Supplied entries
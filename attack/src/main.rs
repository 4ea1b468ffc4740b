use attack::{AttackConfig, AttackHarness, DEFAULT_PRIVATE_KEY_SIZE, DEFAULT_SAMPLE_LEN};
use clap::Parser;

/// Recover a small RSA private key by factoring or exhaustive search.
#[derive(Parser, Debug)]
#[command(version, about)]
struct Args {
    /// Search the private exponent space instead of factoring n.
    #[arg(long)]
    bruteforce: bool,

    /// Key size in bits.
    #[arg(long, default_value_t = DEFAULT_PRIVATE_KEY_SIZE)]
    private_key_size: usize,

    /// Length of the random known plaintext.
    #[arg(long, default_value_t = DEFAULT_SAMPLE_LEN)]
    sample_len: usize,

    /// Search workers (defaults to one per CPU).
    #[arg(long)]
    workers: Option<usize>,
}

fn main() -> Result<(), Box<dyn std::error::Error>> {
    env_logger::init();
    let args = Args::parse();

    if args.private_key_size == DEFAULT_PRIVATE_KEY_SIZE {
        log::info!("Note: the key size can be set with --private-key-size=20");
    }

    let harness = AttackHarness::new(AttackConfig {
        bruteforce: args.bruteforce,
        private_key_size: args.private_key_size,
        sample_len: args.sample_len,
        workers: args.workers,
    });

    let (keypair, outcome) = harness.run()?;
    if outcome.private_exponent() == &keypair.d {
        log::info!("Recovered the generated private exponent");
    } else {
        log::info!("Recovered an exponent equivalent to the generated one");
    }
    Ok(())
}
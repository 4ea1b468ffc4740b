use crate::number_theory::mod_pow;
use crate::primality::PrimalityTest;
use num_bigint::{BigUint, RandBigInt};
use num_integer::Integer;
use num_traits::{One, Zero};
use rand::RngCore;

const SMALL_PRIMES: [u32; 15] = [3, 5, 7, 11, 13, 17, 19, 23, 29, 31, 37, 41, 43, 47, 53];

/// Miller–Rabin with uniformly drawn witnesses in `[2, n-2]`.
pub struct MillerRabinTest;

impl MillerRabinTest {
    /// Cheap trial division by small odd primes. `Some(verdict)` when it
    /// settles the question, `None` when a full test is still needed.
    fn small_prime_verdict(n: &BigUint) -> Option<bool> {
        let two = BigUint::from(2u8);
        if *n < two {
            return Some(false);
        }
        if *n == two {
            return Some(true);
        }
        if n.is_even() {
            return Some(false);
        }
        for &p in SMALL_PRIMES.iter() {
            let p = BigUint::from(p);
            if *n == p {
                return Some(true);
            }
            if (n % &p).is_zero() {
                return Some(false);
            }
        }
        None
    }
}

impl PrimalityTest for MillerRabinTest {
    fn is_probably_prime<R: RngCore + ?Sized>(&self, n: &BigUint, rounds: u32, rng: &mut R) -> bool {
        if let Some(verdict) = Self::small_prime_verdict(n) {
            return verdict;
        }
        for _ in 0..rounds {
            if !self.run_iteration(n, rng) {
                return false;
            }
        }
        true
    }

    /// One witness round. Trial division is left to `is_probably_prime`;
    /// only inputs too small to draw a witness for are settled here.
    fn run_iteration<R: RngCore + ?Sized>(&self, n: &BigUint, rng: &mut R) -> bool {
        if *n < BigUint::from(5u8) || n.is_even() {
            return Self::small_prime_verdict(n).unwrap_or(false);
        }

        let one = BigUint::one();
        let two = BigUint::from(2u8);
        let n_minus_one = n - &one;

        // n - 1 = d * 2^s with d odd
        let mut d = n_minus_one.clone();
        let mut s = 0u32;
        while d.is_even() {
            d >>= 1;
            s += 1;
        }

        let a = rng.gen_biguint_range(&two, &n_minus_one);
        let mut x = mod_pow(&a, &d, n);
        if x == one || x == n_minus_one {
            return true;
        }

        for _ in 1..s {
            x = mod_pow(&x, &two, n);
            if x == n_minus_one {
                return true;
            }
            if x == one {
                return false;
            }
        }

        false
    }
}
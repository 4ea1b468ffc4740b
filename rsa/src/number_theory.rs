use num_bigint::{BigInt, BigUint, Sign};
use num_traits::{One, Zero};

/// Euclid's algorithm on non-negative integers.
pub fn gcd(a: &BigUint, b: &BigUint) -> BigUint {
    let mut a = a.clone();
    let mut b = b.clone();
    while !b.is_zero() {
        let r = &a % &b;
        a = b;
        b = r;
    }
    a
}

/// `true` iff the final non-zero remainder of Euclid's algorithm is 1.
pub fn is_coprime(a: &BigUint, b: &BigUint) -> bool {
    gcd(a, b).is_one()
}

/// Returns `(g, x, y)` with `a*x + b*y = g = gcd(a, b)`.
pub fn extended_gcd(a: &BigInt, b: &BigInt) -> (BigInt, BigInt, BigInt) {
    let (mut old_r, mut r) = (a.clone(), b.clone());
    let (mut old_s, mut s) = (BigInt::one(), BigInt::zero());
    let (mut old_t, mut t) = (BigInt::zero(), BigInt::one());

    while !r.is_zero() {
        let q = &old_r / &r;

        let next_r = &old_r - &q * &r;
        old_r = std::mem::replace(&mut r, next_r);

        let next_s = &old_s - &q * &s;
        old_s = std::mem::replace(&mut s, next_s);

        let next_t = &old_t - &q * &t;
        old_t = std::mem::replace(&mut t, next_t);
    }

    (old_r, old_s, old_t)
}

/// Inverse of `a` modulo `m`, or `None` when `gcd(a, m) != 1`.
pub fn mod_inverse(a: &BigUint, m: &BigUint) -> Option<BigUint> {
    if m.is_zero() {
        return None;
    }
    let a = BigInt::from_biguint(Sign::Plus, a.clone());
    let m = BigInt::from_biguint(Sign::Plus, m.clone());
    let (g, x, _) = extended_gcd(&a, &m);
    if !g.is_one() {
        return None;
    }
    // x may be negative; fold it back into [0, m)
    ((x % &m) + &m).to_biguint().map(|v| v % m.magnitude())
}

/// `base^exponent mod modulus`; a zero modulus yields zero.
pub fn mod_pow(base: &BigUint, exponent: &BigUint, modulus: &BigUint) -> BigUint {
    if modulus.is_zero() {
        return BigUint::zero();
    }
    base.modpow(exponent, modulus)
}

/// Carmichael's function for `n = p*q` with distinct primes: `lcm(p-1, q-1)`.
pub fn carmichael_lambda(p: &BigUint, q: &BigUint) -> BigUint {
    let one = BigUint::one();
    let a = p - &one;
    let b = q - &one;
    let g = gcd(&a, &b);
    (&a / g) * b
}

Exercise aim
Output all the lines above. Keep each one exact.

Solution to this exercise
filename attack/src/main.rs
repository 4ea1b468ffc4740b
use attack::{AttackConfig, AttackHarness, DEFAULT_PRIVATE_KEY_SIZE, DEFAULT_SAMPLE_LEN};
use clap::Parser;

/// Recover a small RSA private key by factoring or exhaustive search.
#[derive(Parser, Debug)]
#[command(version, about)]
struct Args {
    /// Search the private exponent space instead of factoring n.
    #[arg(long)]
    bruteforce: bool,

    /// Key size in bits.
    #[arg(long, default_value_t = DEFAULT_PRIVATE_KEY_SIZE)]
    private_key_size: usize,

    /// Length of the random known plaintext.
    #[arg(long, default_value_t = DEFAULT_SAMPLE_LEN)]
    sample_len: usize,

    /// Search workers (defaults to one per CPU).
    #[arg(long)]
    workers: Option<usize>,
}

fn main() -> Result<(), Box<dyn std::error::Error>> {
    env_logger::init();
    let args = Args::parse();

    if args.private_key_size == DEFAULT_PRIVATE_KEY_SIZE {
        log::info!("Note: the key size can be set with --private-key-size=20");
    }

    let harness = AttackHarness::new(AttackConfig {
        bruteforce: args.bruteforce,
        private_key_size: args.private_key_size,
        sample_len: args.sample_len,
        workers: args.workers,
    });

    let (keypair, outcome) = harness.run()?;
    if outcome.private_exponent() == &keypair.d {
        log::info!("Recovered the generated private exponent");
    } else {
        log::info!("Recovered an exponent equivalent to the generated one");
    }
    Ok(())
}
repository 4ea1b468ffc4740b
use crate::number_theory::mod_pow;
use crate::primality::PrimalityTest;
use num_bigint::{BigUint, RandBigInt};
use num_integer::Integer;
use num_traits::{One, Zero};
use rand::RngCore;

const SMALL_PRIMES: [u32; 15] = [3, 5, 7, 11, 13, 17, 19, 23, 29, 31, 37, 41, 43, 47, 53];

/// Miller–Rabin with uniformly drawn witnesses in `[2, n-2]`.
pub struct MillerRabinTest;

impl MillerRabinTest {
    /// Cheap trial division by small odd primes. `Some(verdict)` when it
    /// settles the question, `None` when a full test is still needed.
    fn small_prime_verdict(n: &BigUint) -> Option<bool> {
        let two = BigUint::from(2u8);
        if *n < two {
            return Some(false);
        }
        if *n == two {
            return Some(true);
        }
        if n.is_even() {
            return Some(false);
        }
        for &p in SMALL_PRIMES.iter() {
            let p = BigUint::from(p);
            if *n == p {
                return Some(true);
            }
            if (n % &p).is_zero() {
                return Some(false);
            }
        }
        None
    }
}

impl PrimalityTest for MillerRabinTest {
    fn is_probably_prime<R: RngCore + ?Sized>(&self, n: &BigUint, rounds: u32, rng: &mut R) -> bool {
        if let Some(verdict) = Self::small_prime_verdict(n) {
            return verdict;
        }
        for _ in 0..rounds {
            if !self.run_iteration(n, rng) {
                return false;
            }
        }
        true
    }

    /// One witness round. Trial division is left to `is_probably_prime`;
    /// only inputs too small to draw a witness for are settled here.
    fn run_iteration<R: RngCore + ?Sized>(&self, n: &BigUint, rng: &mut R) -> bool {
        if *n < BigUint::from(5u8) || n.is_even() {
            return Self::small_prime_verdict(n).unwrap_or(false);
        }

        let one = BigUint::one();
        let two = BigUint::from(2u8);
        let n_minus_one = n - &one;

        // n - 1 = d * 2^s with d odd
        let mut d = n_minus_one.clone();
        let mut s = 0u32;
        while d.is_even() {
            d >>= 1;
            s += 1;
        }

        let a = rng.gen_biguint_range(&two, &n_minus_one);
        let mut x = mod_pow(&a, &d, n);
        if x == one || x == n_minus_one {
            return true;
        }

        for _ in 1..s {
            x = mod_pow(&x, &two, n);
            if x == n_minus_one {
                return true;
            }
            if x == one {
                return false;
            }
        }

        false
    }
}
repository 4ea1b468ffc4740b
filename rsa/src/number_theory.rs
use num_bigint::{BigInt, BigUint, Sign};
use num_traits::{One, Zero};

/// Euclid's algorithm on non-negative integers.
pub fn gcd(a: &BigUint, b: &BigUint) -> BigUint {
    let mut a = a.clone();
    let mut b = b.clone();
    while !b.is_zero() {
        let r = &a % &b;
        a = b;
        b = r;
    }
    a
}

/// `true` iff the final non-zero remainder of Euclid's algorithm is 1.
pub fn is_coprime(a: &BigUint, b: &BigUint) -> bool {
    gcd(a, b).is_one()
}

/// Returns `(g, x, y)` with `a*x + b*y = g = gcd(a, b)`.
pub fn extended_gcd(a: &BigInt, b: &BigInt) -> (BigInt, BigInt, BigInt) {
    let (mut old_r, mut r) = (a.clone(), b.clone());
    let (mut old_s, mut s) = (BigInt::one(), BigInt::zero());
    let (mut old_t, mut t) = (BigInt::zero(), BigInt::one());

    while !r.is_zero() {
        let q = &old_r / &r;

        let next_r = &old_r - &q * &r;
        old_r = std::mem::replace(&mut r, next_r);

        let next_s = &old_s - &q * &s;
        old_s = std::mem::replace(&mut s, next_s);

        let next_t = &old_t - &q * &t;
        old_t = std::mem::replace(&mut t, next_t);
    }

    (old_r, old_s, old_t)
}

/// Inverse of `a` modulo `m`, or `None` when `gcd(a, m) != 1`.
pub fn mod_inverse(a: &BigUint, m: &BigUint) -> Option<BigUint> {
    if m.is_zero() {
        return None;
    }
    let a = BigInt::from_biguint(Sign::Plus, a.clone());
    let m = BigInt::from_biguint(Sign::Plus, m.clone());
    let (g, x, _) = extended_gcd(&a, &m);
    if !g.is_one() {
        return None;
    }
    // x may be negative; fold it back into [0, m)
    ((x % &m) + &m).to_biguint().map(|v| v % m.magnitude())
}

/// `base^exponent mod modulus`; a zero modulus yields zero.
pub fn mod_pow(base: &BigUint, exponent: &BigUint, modulus: &BigUint) -> BigUint {
    if modulus.is_zero() {
        return BigUint::zero();
    }
    base.modpow(exponent, modulus)
}

/// Carmichael's function for `n = p*q` with distinct primes: `lcm(p-1, q-1)`.
pub fn carmichael_lambda(p: &BigUint, q: &BigUint) -> BigUint {
    let one = BigUint::one();
    let a = p - &one;
    let b = q - &one;
    let g = gcd(&a, &b);
    (&a / g) * b
}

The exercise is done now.